WHAT YOU SHOULD DO
Print word for word the first line of the records below and every following line through the one containing "conversion in the"; print nothing else.

★ ★ ★ ★

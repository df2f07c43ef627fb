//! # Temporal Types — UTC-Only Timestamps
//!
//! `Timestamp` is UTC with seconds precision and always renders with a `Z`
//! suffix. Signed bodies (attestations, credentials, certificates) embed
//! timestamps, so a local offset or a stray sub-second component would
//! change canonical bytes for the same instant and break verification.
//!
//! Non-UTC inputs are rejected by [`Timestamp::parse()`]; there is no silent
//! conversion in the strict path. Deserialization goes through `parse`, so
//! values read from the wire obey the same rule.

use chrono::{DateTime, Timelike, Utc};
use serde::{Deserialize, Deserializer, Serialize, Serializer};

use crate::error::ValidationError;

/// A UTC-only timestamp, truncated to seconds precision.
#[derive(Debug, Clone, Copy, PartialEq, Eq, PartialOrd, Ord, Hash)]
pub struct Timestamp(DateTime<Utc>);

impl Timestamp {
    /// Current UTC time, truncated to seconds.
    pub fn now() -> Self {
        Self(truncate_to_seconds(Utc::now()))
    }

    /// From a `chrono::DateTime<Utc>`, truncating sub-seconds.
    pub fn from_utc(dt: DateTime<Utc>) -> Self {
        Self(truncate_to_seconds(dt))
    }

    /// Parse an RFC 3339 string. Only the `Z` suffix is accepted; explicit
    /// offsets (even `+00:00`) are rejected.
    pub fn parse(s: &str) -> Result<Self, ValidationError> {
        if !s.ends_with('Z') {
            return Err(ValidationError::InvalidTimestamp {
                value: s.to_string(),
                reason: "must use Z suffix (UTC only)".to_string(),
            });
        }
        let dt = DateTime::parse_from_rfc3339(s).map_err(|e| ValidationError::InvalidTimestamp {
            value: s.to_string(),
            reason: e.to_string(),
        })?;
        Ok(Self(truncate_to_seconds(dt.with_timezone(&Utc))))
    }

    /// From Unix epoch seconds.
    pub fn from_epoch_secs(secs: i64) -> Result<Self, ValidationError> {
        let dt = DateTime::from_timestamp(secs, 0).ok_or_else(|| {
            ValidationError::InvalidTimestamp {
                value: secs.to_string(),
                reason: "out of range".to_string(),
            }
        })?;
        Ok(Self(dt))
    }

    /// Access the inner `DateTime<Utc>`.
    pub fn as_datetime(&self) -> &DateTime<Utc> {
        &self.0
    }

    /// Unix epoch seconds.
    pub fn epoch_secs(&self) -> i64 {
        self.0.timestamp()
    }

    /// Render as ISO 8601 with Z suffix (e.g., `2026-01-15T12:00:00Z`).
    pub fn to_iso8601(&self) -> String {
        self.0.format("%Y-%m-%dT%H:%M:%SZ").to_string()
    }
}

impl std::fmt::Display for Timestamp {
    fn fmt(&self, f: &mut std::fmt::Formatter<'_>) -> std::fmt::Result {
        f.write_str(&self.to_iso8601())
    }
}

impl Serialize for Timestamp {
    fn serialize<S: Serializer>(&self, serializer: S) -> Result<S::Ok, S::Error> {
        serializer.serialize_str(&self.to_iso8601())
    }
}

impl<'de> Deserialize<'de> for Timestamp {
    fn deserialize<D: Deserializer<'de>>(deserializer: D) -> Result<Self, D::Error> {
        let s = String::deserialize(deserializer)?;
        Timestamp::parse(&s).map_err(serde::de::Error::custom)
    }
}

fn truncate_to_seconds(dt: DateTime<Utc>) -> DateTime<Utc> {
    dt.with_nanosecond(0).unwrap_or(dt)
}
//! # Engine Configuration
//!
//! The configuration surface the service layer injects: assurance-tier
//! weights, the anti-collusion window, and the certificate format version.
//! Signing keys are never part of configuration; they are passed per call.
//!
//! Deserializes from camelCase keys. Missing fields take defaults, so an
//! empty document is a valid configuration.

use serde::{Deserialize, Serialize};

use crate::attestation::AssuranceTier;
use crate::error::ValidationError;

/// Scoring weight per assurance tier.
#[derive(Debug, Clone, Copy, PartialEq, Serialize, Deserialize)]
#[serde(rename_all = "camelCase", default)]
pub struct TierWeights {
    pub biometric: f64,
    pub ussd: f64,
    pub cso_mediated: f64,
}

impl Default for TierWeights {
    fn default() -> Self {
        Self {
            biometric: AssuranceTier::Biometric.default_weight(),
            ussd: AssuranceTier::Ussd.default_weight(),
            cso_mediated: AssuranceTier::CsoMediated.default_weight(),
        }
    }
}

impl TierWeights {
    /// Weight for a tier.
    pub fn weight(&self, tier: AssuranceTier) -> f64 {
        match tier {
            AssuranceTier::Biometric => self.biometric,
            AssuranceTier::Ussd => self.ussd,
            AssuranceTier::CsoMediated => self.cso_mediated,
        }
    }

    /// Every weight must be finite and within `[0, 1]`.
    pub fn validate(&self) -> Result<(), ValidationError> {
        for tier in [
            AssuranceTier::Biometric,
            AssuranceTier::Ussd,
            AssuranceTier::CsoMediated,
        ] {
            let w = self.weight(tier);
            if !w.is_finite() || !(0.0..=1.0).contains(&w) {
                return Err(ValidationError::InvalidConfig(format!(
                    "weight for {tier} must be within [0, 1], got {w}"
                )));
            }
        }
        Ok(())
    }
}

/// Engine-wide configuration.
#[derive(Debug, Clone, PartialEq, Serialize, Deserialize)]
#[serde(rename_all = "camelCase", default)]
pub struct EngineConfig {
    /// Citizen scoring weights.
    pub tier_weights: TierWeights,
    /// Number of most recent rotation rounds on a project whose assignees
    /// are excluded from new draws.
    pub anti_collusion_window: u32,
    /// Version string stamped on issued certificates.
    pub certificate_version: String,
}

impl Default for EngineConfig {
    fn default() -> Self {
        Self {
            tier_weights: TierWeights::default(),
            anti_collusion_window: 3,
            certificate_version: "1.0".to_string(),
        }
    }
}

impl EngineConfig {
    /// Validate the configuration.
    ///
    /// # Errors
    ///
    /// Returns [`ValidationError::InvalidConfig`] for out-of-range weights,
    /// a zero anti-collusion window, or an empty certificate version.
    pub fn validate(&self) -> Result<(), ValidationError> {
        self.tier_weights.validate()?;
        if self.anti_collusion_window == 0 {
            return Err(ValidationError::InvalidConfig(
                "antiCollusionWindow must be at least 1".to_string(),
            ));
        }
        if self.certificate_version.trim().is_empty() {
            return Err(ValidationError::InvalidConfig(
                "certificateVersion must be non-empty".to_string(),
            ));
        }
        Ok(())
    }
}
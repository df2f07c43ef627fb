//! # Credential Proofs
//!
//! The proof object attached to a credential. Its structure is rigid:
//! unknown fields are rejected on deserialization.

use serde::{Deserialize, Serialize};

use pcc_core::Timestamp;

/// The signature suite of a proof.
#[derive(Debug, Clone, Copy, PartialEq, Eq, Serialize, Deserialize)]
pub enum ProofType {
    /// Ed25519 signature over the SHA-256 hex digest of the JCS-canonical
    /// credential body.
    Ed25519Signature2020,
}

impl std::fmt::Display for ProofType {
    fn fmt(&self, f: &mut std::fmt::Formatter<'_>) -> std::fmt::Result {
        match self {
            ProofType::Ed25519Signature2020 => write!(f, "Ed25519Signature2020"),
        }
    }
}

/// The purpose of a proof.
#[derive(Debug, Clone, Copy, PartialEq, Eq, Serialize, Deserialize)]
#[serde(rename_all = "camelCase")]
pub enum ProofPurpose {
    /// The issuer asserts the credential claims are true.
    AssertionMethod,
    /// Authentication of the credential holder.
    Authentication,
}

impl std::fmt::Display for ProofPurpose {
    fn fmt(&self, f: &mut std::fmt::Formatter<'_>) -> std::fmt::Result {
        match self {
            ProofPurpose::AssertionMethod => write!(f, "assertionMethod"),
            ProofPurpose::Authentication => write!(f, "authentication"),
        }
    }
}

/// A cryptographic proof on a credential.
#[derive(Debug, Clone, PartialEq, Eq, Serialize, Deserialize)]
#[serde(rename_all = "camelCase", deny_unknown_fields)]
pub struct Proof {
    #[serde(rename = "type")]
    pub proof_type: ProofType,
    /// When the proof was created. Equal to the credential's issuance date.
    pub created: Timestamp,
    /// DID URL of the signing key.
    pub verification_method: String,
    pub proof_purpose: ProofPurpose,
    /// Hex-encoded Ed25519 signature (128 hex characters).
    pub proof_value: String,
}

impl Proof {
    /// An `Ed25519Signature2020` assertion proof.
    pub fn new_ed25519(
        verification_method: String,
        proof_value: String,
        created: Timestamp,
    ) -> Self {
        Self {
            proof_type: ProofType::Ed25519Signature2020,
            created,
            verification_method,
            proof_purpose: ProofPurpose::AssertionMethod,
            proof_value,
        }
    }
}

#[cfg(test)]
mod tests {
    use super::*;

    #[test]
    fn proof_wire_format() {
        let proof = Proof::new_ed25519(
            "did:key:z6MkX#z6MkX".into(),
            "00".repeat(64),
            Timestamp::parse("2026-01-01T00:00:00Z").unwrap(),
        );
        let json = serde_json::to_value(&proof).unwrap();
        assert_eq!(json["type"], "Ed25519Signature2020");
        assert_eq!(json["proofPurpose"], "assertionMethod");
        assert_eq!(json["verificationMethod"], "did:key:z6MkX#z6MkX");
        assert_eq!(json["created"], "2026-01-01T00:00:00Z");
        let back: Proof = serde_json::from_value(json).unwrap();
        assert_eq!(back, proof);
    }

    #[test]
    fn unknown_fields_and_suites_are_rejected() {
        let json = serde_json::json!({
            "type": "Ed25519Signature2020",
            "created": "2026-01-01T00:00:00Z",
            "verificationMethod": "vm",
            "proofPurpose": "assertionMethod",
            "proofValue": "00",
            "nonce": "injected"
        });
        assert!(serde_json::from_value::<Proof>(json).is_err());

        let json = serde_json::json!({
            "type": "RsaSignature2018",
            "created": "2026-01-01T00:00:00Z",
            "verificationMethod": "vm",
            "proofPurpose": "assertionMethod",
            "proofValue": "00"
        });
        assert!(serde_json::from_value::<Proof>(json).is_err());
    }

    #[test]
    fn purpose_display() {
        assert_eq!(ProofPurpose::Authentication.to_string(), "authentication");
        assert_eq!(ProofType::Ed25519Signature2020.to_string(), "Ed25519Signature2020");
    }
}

★ ★ ★ ★

RESULT FOR THIS TASK
repository df2f07c43ef627fb
//! # Temporal Types — UTC-Only Timestamps
//!
//! `Timestamp` is UTC with seconds precision and always renders with a `Z`
//! suffix. Signed bodies (attestations, credentials, certificates) embed
//! timestamps, so a local offset or a stray sub-second component would
//! change canonical bytes for the same instant and break verification.
//!
//! Non-UTC inputs are rejected by [`Timestamp::parse()`]; there is no silent
//! conversion in the strict path. Deserialization goes through `parse`, so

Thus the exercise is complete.